Machine identities now vastly outnumber human ones within most organizations. The proliferation of service accounts, API keys, bots, and certificates, fueled by expanding automation and cloud platforms, has created staggering ratios. Nearly half of the surveyed organizations report machine-to-human ratios exceeding 100 to 1, with some sectors seeing numbers as high as 500 to 1. This surge places immense pressure on teams still using manual processes, as only 12 percent have automated life cycle management for these non-human identities. Reliance on ad-hoc tracking or periodic reviews creates significant operational risk when policies for discovery, ownership, and expiration are inconsistent. A notable perception gap also exists; while senior leaders often report high visibility, practitioners express far less confidence in their actual tracking coverage and governance depth.
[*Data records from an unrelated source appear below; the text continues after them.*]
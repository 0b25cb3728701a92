#![forbid(unsafe_code)]

//! Showcase error types.

use std::io;
use std::path::PathBuf;

use simfx_core::error::ConfigError;
use thiserror::Error;

use crate::cli::CliError;

#[derive(Debug, Error)]
pub enum DemoError {
    #[error(transparent)]
    Cli(#[from] CliError),

    #[error("failed to read config '{path}': {source}")]
    ReadConfig {
        path: PathBuf,
        #[source]
        source: io::Error,
    },

    #[error("failed to parse config '{path}': {source}")]
    ParseConfig {
        path: PathBuf,
        #[source]
        source: serde_json::Error,
    },

    #[error("invalid configuration: {0}")]
    Config(#[from] ConfigError),

    #[error("failed to open log file '{path}': {source}")]
    LogFile {
        path: PathBuf,
        #[source]
        source: io::Error,
    },

    #[error("terminal error: {0}")]
    Terminal(#[from] io::Error),
}
#![forbid(unsafe_code)]

//! Monte-Carlo run animation for the analyst panel.
//!
//! Idle until started. While running, each tick nudges progress forward,
//! sometimes drops a scatter point and sometimes prints a log line. The run
//! stops itself at 100 percent; starting again after that begins from zero.

use std::collections::VecDeque;
use std::time::Duration;

use serde::{Deserialize, Serialize};

use crate::config::millis;
use crate::controller::{Controller, ControllerKind, Input, Snapshot};
use crate::error::ConfigError;
use crate::random::RandomSource;

const INFO_LINES: [&str; 3] = [
    "Processing batch of data points",
    "Calculating convergence metrics",
    "Updating simulation parameters",
];
const WARNING_LINES: [&str; 3] = [
    "Potential outlier detected",
    "Convergence slower than expected",
    "High variance in results",
];
const SUCCESS_LINES: [&str; 3] = [
    "Batch processed successfully",
    "Convergence criteria met",
    "Optimal solution found",
];

/// Line appended when a run reaches 100 percent.
pub const COMPLETION_LINE: &str = "Simulation completed successfully";

#[derive(Debug, Clone, PartialEq, Serialize, Deserialize)]
#[serde(default)]
pub struct MonteCarloConfig {
    #[serde(with = "millis")]
    pub tick: Duration,
    pub increment_min: f64,
    pub increment_max: f64,
    pub point_probability: f64,
    pub max_points: usize,
    pub log_probability: f64,
    pub max_log: usize,
}

impl Default for MonteCarloConfig {
    fn default() -> Self {
        Self {
            tick: Duration::from_millis(200),
            increment_min: 1.0,
            increment_max: 3.0,
            point_probability: 0.5,
            max_points: 50,
            log_probability: 0.15,
            max_log: 5,
        }
    }
}

impl MonteCarloConfig {
    pub fn validate(&self) -> Result<(), ConfigError> {
        if self.tick.is_zero() {
            return Err(ConfigError::ZeroDuration {
                field: "monte_carlo.tick",
            });
        }
        if self.increment_max < self.increment_min {
            return Err(ConfigError::InvertedRange {
                field: "monte_carlo.increment",
                lo: self.increment_min,
                hi: self.increment_max,
            });
        }
        if self.increment_min <= 0.0 {
            return Err(ConfigError::NonPositive {
                field: "monte_carlo.increment_min",
                value: self.increment_min,
            });
        }
        for (field, value) in [
            ("monte_carlo.point_probability", self.point_probability),
            ("monte_carlo.log_probability", self.log_probability),
        ] {
            if !(0.0..=1.0).contains(&value) {
                return Err(ConfigError::Probability { field, value });
            }
        }
        Ok(())
    }
}

#[derive(Debug, Clone, Copy, PartialEq, Eq)]
pub enum LogLevel {
    Info,
    Warning,
    Success,
}

#[derive(Debug, Clone, PartialEq)]
pub struct LogLine {
    pub level: LogLevel,
    pub message: String,
}

/// A point in the scatter plot; both coordinates in `[0, 100)`.
#[derive(Debug, Clone, Copy, PartialEq)]
pub struct ScatterPoint {
    pub x: f64,
    pub y: f64,
}

#[derive(Debug, Clone, PartialEq)]
pub struct MonteCarloView {
    pub running: bool,
    pub progress: f64,
    pub iteration: u64,
    pub points: Vec<ScatterPoint>,
    pub log: Vec<LogLine>,
}

#[derive(Debug, Clone)]
pub struct MonteCarloRun {
    config: MonteCarloConfig,
    running: bool,
    progress: f64,
    iteration: u64,
    points: VecDeque<ScatterPoint>,
    log: VecDeque<LogLine>,
}

impl MonteCarloRun {
    pub fn new(config: MonteCarloConfig) -> Result<Self, ConfigError> {
        config.validate()?;
        Ok(Self {
            config,
            running: false,
            progress: 0.0,
            iteration: 0,
            points: VecDeque::new(),
            log: VecDeque::new(),
        })
    }

    /// Toggle the run. Starting a finished run clears it first.
    ///
    /// Returns `true` when the run is now running.
    pub fn toggle(&mut self) -> bool {
        if self.running {
            self.running = false;
            return false;
        }
        if self.progress >= 100.0 {
            self.progress = 0.0;
            self.iteration = 0;
            self.points.clear();
            self.log.clear();
        }
        self.running = true;
        crate::debug!("monte carlo run started");
        true
    }

    #[must_use]
    pub fn is_running(&self) -> bool {
        self.running
    }

    #[must_use]
    pub fn progress(&self) -> f64 {
        self.progress
    }

    fn push_log(&mut self, level: LogLevel, message: &str) {
        if self.config.max_log == 0 {
            return;
        }
        while self.log.len() >= self.config.max_log {
            self.log.pop_front();
        }
        self.log.push_back(LogLine {
            level,
            message: message.to_string(),
        });
    }

    fn step(&mut self, rng: &mut dyn RandomSource) {
        let inc = rng.uniform(self.config.increment_min, self.config.increment_max);
        self.progress = (self.progress + inc).min(100.0);

        if rng.chance(self.config.point_probability) && self.config.max_points > 0 {
            let point = ScatterPoint {
                x: rng.next_unit() * 100.0,
                y: rng.next_unit() * 100.0,
            };
            while self.points.len() >= self.config.max_points {
                self.points.pop_front();
            }
            self.points.push_back(point);
        }

        self.iteration += 1;

        if rng.chance(self.config.log_probability) {
            let (level, pool) = match rng.pick(3) {
                0 => (LogLevel::Info, &INFO_LINES),
                1 => (LogLevel::Warning, &WARNING_LINES),
                _ => (LogLevel::Success, &SUCCESS_LINES),
            };
            let message = pool[rng.pick(pool.len())];
            self.push_log(level, message);
        }

        if self.progress >= 100.0 {
            self.running = false;
            self.push_log(LogLevel::Success, COMPLETION_LINE);
            crate::debug!(iterations = self.iteration, "monte carlo run finished");
        }
    }

    #[must_use]
    pub fn view(&self) -> MonteCarloView {
        MonteCarloView {
            running: self.running,
            progress: self.progress,
            iteration: self.iteration,
            points: self.points.iter().copied().collect(),
            log: self.log.iter().cloned().collect(),
        }
    }
}

impl Controller for MonteCarloRun {
    fn kind(&self) -> ControllerKind {
        ControllerKind::MonteCarlo
    }

    fn next_delay(&self) -> Option<Duration> {
        self.running.then_some(self.config.tick)
    }

    fn fire(&mut self, rng: &mut dyn RandomSource) {
        if self.running {
            self.step(rng);
        }
    }

    fn snapshot(&self) -> Snapshot {
        Snapshot::MonteCarlo(self.view())
    }

    fn handle(&mut self, input: &Input) -> bool {
        match input {
            Input::Start => {
                self.toggle();
                true
            }
            _ => false,
        }
    }
}

#[cfg(test)]
mod tests {
    use super::*;
    use crate::controller::Timed;
    use crate::random::ScriptedRandom;

    fn run() -> Timed<MonteCarloRun> {
        Timed::new(MonteCarloRun::new(MonteCarloConfig::default()).unwrap())
    }

    #[test]
    fn idle_until_started() {
        let mut rng = ScriptedRandom::constant(0.0);
        let mut t = run();
        t.advance(Duration::from_secs(5), &mut rng);
        assert_eq!(t.inner().progress(), 0.0);
        assert!(t.handle(&Input::Start));
        assert!(t.inner().is_running());
    }

    #[test]
    fn tick_advances_and_records() {
        let mut rng = ScriptedRandom::new([
            0.5, // increment -> 2.0
            0.1, // point hit
            0.2, 0.4, // point x, y
            0.05, // log hit
            0.5, // level -> warning
            0.0, // first warning line
        ]);
        let mut t = run();
        t.handle(&Input::Start);
        t.advance(Duration::from_millis(200), &mut rng);

        let view = t.inner().view();
        assert_eq!(view.progress, 2.0);
        assert_eq!(view.iteration, 1);
        assert_eq!(view.points, vec![ScatterPoint { x: 20.0, y: 40.0 }]);
        assert_eq!(view.log[0].level, LogLevel::Warning);
        assert_eq!(view.log[0].message, "Potential outlier detected");
    }

    #[test]
    fn stops_at_one_hundred_with_completion_line() {
        let mut rng = ScriptedRandom::constant(0.0);
        let mut t = run();
        t.handle(&Input::Start);
        t.advance(Duration::from_secs(60), &mut rng);

        let view = t.inner().view();
        assert!(!view.running);
        assert_eq!(view.progress, 100.0);
        assert!(view.log.len() <= 5);
        assert_eq!(view.log.last().unwrap().message, COMPLETION_LINE);
        assert!(view.points.len() <= 50);
    }

    #[test]
    fn restart_after_completion_resets() {
        let mut rng = ScriptedRandom::constant(0.0);
        let mut t = run();
        t.handle(&Input::Start);
        t.advance(Duration::from_secs(60), &mut rng);
        t.handle(&Input::Start);

        let view = t.inner().view();
        assert!(view.running);
        assert_eq!(view.progress, 0.0);
        assert_eq!(view.iteration, 0);
        assert!(view.points.is_empty());
        assert!(view.log.is_empty());
    }

    #[test]
    fn pause_keeps_progress() {
        let mut rng = ScriptedRandom::constant(0.9);
        let mut t = run();
        t.handle(&Input::Start);
        t.advance(Duration::from_millis(400), &mut rng);
        let progress = t.inner().progress();
        t.handle(&Input::Start);
        assert!(!t.inner().is_running());
        t.advance(Duration::from_secs(1), &mut rng);
        assert_eq!(t.inner().progress(), progress);
    }
}
#![forbid(unsafe_code)]

//! Terminal session guard and frame drawing.
//!
//! Entering the session switches to raw mode, the alternate screen and a
//! hidden cursor. Dropping it restores all three, and a panic hook does the
//! same on the way out of a panic (the release profile aborts, so `Drop`
//! alone is not enough).

use std::io::{self, Stdout, Write};
use std::sync::OnceLock;

use crossterm::cursor::{Hide, MoveTo, Show};
use crossterm::style::{Attribute, Color, Print, ResetColor, SetAttribute, SetForegroundColor};
use crossterm::terminal::{self, Clear, ClearType, EnterAlternateScreen, LeaveAlternateScreen};
use crossterm::{execute, queue};

use crate::app::Screen;

#[derive(Debug)]
pub struct TerminalSession {
    stdout: Stdout,
    alternate_screen: bool,
}

impl TerminalSession {
    /// Enter raw mode and the alternate screen.
    ///
    /// # Errors
    ///
    /// Returns an error if the terminal refuses raw mode or the screen switch.
    pub fn enter() -> io::Result<Self> {
        install_panic_hook();

        terminal::enable_raw_mode()?;
        tracing::info!("terminal raw mode enabled");

        let mut session = Self {
            stdout: io::stdout(),
            alternate_screen: false,
        };
        execute!(session.stdout, EnterAlternateScreen, Hide)?;
        session.alternate_screen = true;
        tracing::info!("alternate screen enabled");
        Ok(session)
    }

    /// Paint one frame: an accent-colored header row and the body rows.
    pub fn draw(&mut self, screen: &Screen) -> io::Result<()> {
        let (r, g, b) = screen.accent;
        queue!(
            self.stdout,
            MoveTo(0, 0),
            SetForegroundColor(Color::Rgb { r, g, b }),
            SetAttribute(Attribute::Bold),
            Print(&screen.header),
            SetAttribute(Attribute::Reset),
            ResetColor,
            Clear(ClearType::UntilNewLine),
        )?;
        for (row, line) in screen.body.iter().enumerate() {
            let y = u16::try_from(row + 1).unwrap_or(u16::MAX);
            queue!(
                self.stdout,
                MoveTo(0, y),
                Print(line),
                Clear(ClearType::UntilNewLine)
            )?;
        }
        self.stdout.flush()
    }

    fn cleanup(&mut self) {
        let _ = execute!(self.stdout, Show);
        if self.alternate_screen {
            let _ = execute!(self.stdout, LeaveAlternateScreen);
            self.alternate_screen = false;
            tracing::info!("alternate screen disabled");
        }
        let _ = terminal::disable_raw_mode();
        tracing::info!("terminal raw mode disabled");
        let _ = self.stdout.flush();
    }
}

impl Drop for TerminalSession {
    fn drop(&mut self) {
        self.cleanup();
    }
}

fn install_panic_hook() {
    static HOOK: OnceLock<()> = OnceLock::new();
    HOOK.get_or_init(|| {
        let previous = std::panic::take_hook();
        std::panic::set_hook(Box::new(move |info| {
            best_effort_cleanup();
            previous(info);
        }));
    });
}

fn best_effort_cleanup() {
    let mut stdout = io::stdout();
    let _ = execute!(stdout, Show, LeaveAlternateScreen);
    let _ = terminal::disable_raw_mode();
    let _ = stdout.flush();
}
While artificial intelligence features on nearly every identity roadmap, with 91 percent of organizations piloting or using AI for access management, its deployment remains fragmented. Only 7 percent report broad, organization-wide operational use. Most implementations are confined to specific functions like anomaly detection or automated provisioning. This leads to a measurable optimism gap: about two-thirds of leaders are confident in AI’s future value, yet fewer than half report positive outcomes today. The disconnect stems from implementation hurdles related to data quality, the need for explainable AI decisions, and integration complexity. Furthermore, success depends on a rare blend of IAM operational knowledge and data science expertise, a skillset many organizations struggle to acquire even as they look to AI to extend limited staff capacity.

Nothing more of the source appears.